Die ukrainischen Geflüchteten haben sich gut in den bayerischen Arbeitsmarkt integriert. So bilanziert die Regionaldirektion Bayern der Bundesagentur für Arbeit ein Jahr nach dem Überfall Russlands auf die Ukraine.
Ein paar Zahlen: Seither sind rund 150.000 Menschen von dort in den Freistaat gekommen. Nach den jüngst verfügbaren Agentur-Zahlen waren rund 59.000 Geflüchtete erwerbsfähig, drei Viertel davon Frauen. Bis November 2022 waren insgesamt 23.900 Ukrainerinnen und Ukrainer sozialversicherungspflichtig beschäftigt, über 12.000 von ihnen kamen seit Kriegsausbruch. Und viele weitere dürften in den kommenden Monaten noch hinzukommen, denn aktuell sind laut Regionaldirektionsleiter Ralf Holtzwart in Bayern rund 21.000 in Integrations- und berufsbezogenen Deutschkursen. Über 16.000 von ihnen werden im Laufe des Frühlings dem Arbeitsmarkt zur Verfügung stehen. Das sind gute Nachrichten für die Unternehmen.
Bundesagentur für Arbeit: Ausländische Fachkräfte werden gebraucht
Holtzwart betont: "Wir haben in Bayern mit fast 6 Millionen Beschäftigten einen Höchststand an sozialversicherungspflichtiger Beschäftigung. Angesichts der 147.000 gemeldeten Stellen könnte diese Zahl noch höher sein. Allein aus dem Bestand der deutschen Arbeitslosen können wir diesen hohen Bedarf nicht mehr bedienen. Die Ukrainer:innen mit ihrer guten Qualifikation und dem Willen zu arbeiten könnten hier einen großen Beitrag für die bayerische Wirtschaft leisten." Der Arbeitsmarkt-Experte wiederholt einmal mehr: "Angesichts dieser Zahlen zeigt sich auch: Beschäftigungswachstum braucht auch ausländische Arbeits- und Fachkräfte. "

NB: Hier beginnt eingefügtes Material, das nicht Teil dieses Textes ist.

//! `HH:MM` serde format for `NaiveTime` (seconds optional on input).

use chrono::NaiveTime;
use serde::{Deserialize, Deserializer, Serializer};

pub fn serialize<S: Serializer>(t: &NaiveTime, s: S) -> Result<S::Ok, S::Error> {
    s.collect_str(&t.format("%H:%M"))
}

pub fn deserialize<'de, D: Deserializer<'de>>(d: D) -> Result<NaiveTime, D::Error> {
    let raw = String::deserialize(d)?;
    parse(&raw).map_err(serde::de::Error::custom)
}

pub fn parse(raw: &str) -> Result<NaiveTime, String> {
    NaiveTime::parse_from_str(raw.trim(), "%H:%M")
        .or_else(|_| NaiveTime::parse_from_str(raw.trim(), "%H:%M:%S"))
        .map_err(|_| format!("invalid time {raw:?}, expected HH:MM"))
}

Der bayerische Innenminister Joachim Hermann (CSU) fügte während der Präsentation der Zahlen in Nürnberg hinzu: "Gerade die ukrainischen Kriegsflüchtlinge sind für unseren Arbeitsmarkt wegen ihres hohen Bildungsniveaus eine große Chance. Ausreichend Fachkräfte sind ein entscheidender Erfolgsfaktor für unsere Wirtschaft und unseren Wohlstand in Bayern."
Ukrainerinnen und Ukrainer arbeiten in allen Branchen
Die Ukrainerinnen und Ukrainer arbeiten in allen Branchen. Die meisten sind im verarbeitenden Gewerbe und in der Gastwirtschaft untergekommen. Viele haben auch im Handel einen Job gefunden. Holtzwart ist wichtig, dass sich die Geflüchteten auch ihren Qualifikationen entsprechend im Job weiterentwickeln können. Denn seinen Angaben zufolge haben 72 Prozent einen Uni-Abschluss. Zuletzt wären wieder sehr viele in der Gastronomie untergekommen, wo der Bedarf bekanntermaßen besonders hoch ist.

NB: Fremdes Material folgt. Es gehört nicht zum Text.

//! `ferry get` – run the engine in the foreground until its jobs settle.

use std::path::{Path, PathBuf};
use std::sync::Arc;

use anyhow::{bail, Result};
use chrono::{DateTime, Local, Utc};
use ferry_core::config::FerryConfig;
use ferry_core::store::SqliteHistory;
use ferry_core::{Engine, EngineEvent, JobRequest, JobStatus, Priority};
use tokio::sync::broadcast::error::RecvError;

use super::{mib, short_id};
use crate::cli::control_socket;

#[derive(Debug)]
pub struct GetArgs {
    pub urls: Vec<String>,
    pub dest: Option<PathBuf>,
    pub priority: Priority,
    pub jobs: Option<usize>,
    pub at: Option<DateTime<Utc>>,
    pub owner: String,
}

pub async fn run_get(mut cfg: FerryConfig, state_dir: &Path, args: GetArgs) -> Result<()> {
    if let Some(n) = args.jobs {
        cfg.max_concurrent = n.max(1);
    }
    let dest = match args.dest.or_else(|| cfg.download_dir.clone()) {
        Some(d) => d,
        None => std::env::current_dir()?,
    };
    if args.urls.len() > 1 && !dest.is_dir() {
        bail!("several URLs need a directory destination, {} is not one", dest.display());
    }

    let engine = foreground_engine(cfg, state_dir).await?;
    let mut accepted = 0usize;
    for url in &args.urls {
        let req = JobRequest::new(url.as_str(), &dest)
            .owner(args.owner.as_str())
            .priority(args.priority);
        match args.at {
            Some(at) => {
                let entry = engine.schedule(&req, at);
                println!(
                    "scheduled {} for {}  {}",
                    short_id(&entry.schedule_id),
                    at.with_timezone(&Local).format("%Y-%m-%d %H:%M"),
                    url
                );
                accepted += 1;
            }
            None => match engine.submit(&req) {
                Ok(id) => {
                    println!("queued {}  {}", id, url);
                    accepted += 1;
                }
                Err(e) => eprintln!("skipped {url}: {e}"),
            },
        }
    }
    if accepted == 0 {
        engine.shutdown().await;
        bail!("nothing to download");
    }
    run_foreground(&engine).await
}

/// Engine with SQLite history when the database opens.
pub(super) async fn foreground_engine(cfg: FerryConfig, state_dir: &Path) -> Result<Engine> {
    let mut builder = Engine::builder(cfg).state_dir(state_dir);
    match SqliteHistory::open_at(SqliteHistory::default_path(state_dir)).await {
        Ok(history) => builder = builder.history(Arc::new(history)),
        Err(e) => tracing::warn!("history disabled: {e:#}"),
    }
    builder.build()
}

/// Serve the control socket and render events until every job settles or
/// Ctrl-C; then shut the engine down and report.
pub(super) async fn run_foreground(engine: &Engine) -> Result<()> {
    let socket = control_socket::socket_path(engine.state_dir());
    let listener = match control_socket::spawn_control_listener(engine.clone(), &socket) {
        Ok(handle) => {
            tracing::debug!(path = %socket.display(), "control socket listening");
            Some(handle)
        }
        Err(e) => {
            tracing::warn!("control socket unavailable: {e:#}");
            None
        }
    };
    let renderer = tokio::spawn(render_events(engine.subscribe()));

    let interrupted = tokio::select! {
        _ = settle(engine) => false,
        _ = tokio::signal::ctrl_c() => true,
    };
    if interrupted {
        println!("\nInterrupted; saving progress...");
    }
    engine.shutdown().await;

    if let Some(handle) = listener {
        handle.abort();
        let _ = std::fs::remove_file(&socket);
    }
    renderer.abort();
    summarize(engine)
}

/// Idle with no paused job. Paused jobs keep the process up so
/// `ferry resume` can reach them.
async fn settle(engine: &Engine) {
    let mut events = engine.subscribe();
    loop {
        engine.wait_idle().await;
        let paused = engine
            .list(None)
            .iter()
            .filter(|j| j.status == JobStatus::Paused)
            .count();
        if paused == 0 {
            return;
        }
        println!("{paused} job(s) paused; `ferry resume <id>` or `ferry cancel <id>` (Ctrl-C to stop)");
        loop {
            match events.recv().await {
                Ok(EngineEvent::StatusChanged {
                    from: JobStatus::Paused,
                    ..
                }) => break,
                Ok(_) => {}
                Err(RecvError::Lagged(_)) => break,
                Err(RecvError::Closed) => return,
            }
        }
    }
}

async fn render_events(mut events: tokio::sync::broadcast::Receiver<EngineEvent>) {
    loop {
        let event = match events.recv().await {
            Ok(ev) => ev,
            Err(RecvError::Lagged(_)) => continue,
            Err(RecvError::Closed) => break,
        };
        match event {
            EngineEvent::Progress {
                job_id,
                bytes_done,
                bytes_total,
                rate,
                completed: false,
            } => {
                let pct = if bytes_total > 0 {
                    format!("{:.1}%", bytes_done as f64 * 100.0 / bytes_total as f64)
                } else {
                    "?".to_string()
                };
                println!(
                    "  {}  {:.1} / {:.1} MiB ({})  {:.2} MiB/s",
                    short_id(&job_id),
                    mib(bytes_done),
                    mib(bytes_total),
                    pct,
                    rate / 1_048_576.0
                );
            }
            EngineEvent::Retrying {
                job_id,
                attempt,
                delay,
                reason,
            } => eprintln!(
                "  {}  attempt {} failed ({}); retrying in {:.1}s",
                short_id(&job_id),
                attempt,
                reason,
                delay.as_secs_f64()
            ),
            EngineEvent::Restarted { job_id } => {
                eprintln!("  {}  server ignored the range; restarting", short_id(&job_id))
            }
            EngineEvent::Completed { job_id, bytes } => {
                println!("  {}  done ({:.1} MiB)", short_id(&job_id), mib(bytes))
            }
            EngineEvent::Failed { job_id, error } => {
                eprintln!("  {}  failed: {}", short_id(&job_id), error)
            }
            EngineEvent::ScheduleChanged {
                schedule_id,
                status,
                job_id,
            } => println!(
                "  schedule {} {}{}",
                short_id(&schedule_id),
                status,
                job_id.map(|id| format!(" -> {id}")).unwrap_or_default()
            ),
            _ => {}
        }
    }
}

fn summarize(engine: &Engine) -> Result<()> {
    let jobs = engine.list(None);
    let count = |s: JobStatus| jobs.iter().filter(|j| j.status == s).count();
    let (completed, failed, paused) = (
        count(JobStatus::Completed),
        count(JobStatus::Failed),
        count(JobStatus::Paused),
    );
    println!("{completed} completed, {failed} failed, {paused} paused");
    for job in jobs.iter().filter(|j| j.status == JobStatus::Completed) {
        println!("  {}", job.destination_path.display());
    }
    if paused > 0 {
        println!("Continue paused transfers with `ferry recover`.");
    }
    if failed > 0 {
        bail!("{failed} job(s) failed");
    }
    Ok(())
}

Holtzwart betont aber: "Wir wollen nicht, dass die Ukrainer:innen mit guter Qualifikation in Helfer-Jobs bleiben, sondern wir wollen sie kompetenzadäquat unterbringen." Sprich: Eine studierte Ingenieurin zum Beispiel kann vielleicht als Kellnerin beginnen, könnte aber mit immer besseren Sprachkenntnissen und zunehmender Integration eine Stelle finden, die ihrer Qualifikation entspricht.
Holtzwart spricht sich zudem für eine Beschleunigung von Anerkennungsverfahren und mehr Flexibilität aus. Er bringt das Beispiel der Erzieherinnen, von denen in Bayern auch viele fehlen: "Wir haben hier sehr weitreichende Anforderungen, die weit über das hinausgehen, was eine Familie, die zu Hause drei, vier, fünf Kinder erzieht, erfüllen muss. Hier könnten wir vieles vereinfachen."
Arbeitsmarkt-Experte Ralf Holtzwart: "Wir müssen nicht jedes Detail regeln"
Der Arbeitsmarkt-Experten hebt zudem erneut hervor, wie wichtig Sprachkenntnisse sind, und er plädiert dafür, dass Menschen, die einen Uni-Abschluss haben, Sprachkurse auch digital absolvieren können sollten. "Das muss nicht alles in Präsenz laufen. Wir müssen nicht jedes Detail regeln."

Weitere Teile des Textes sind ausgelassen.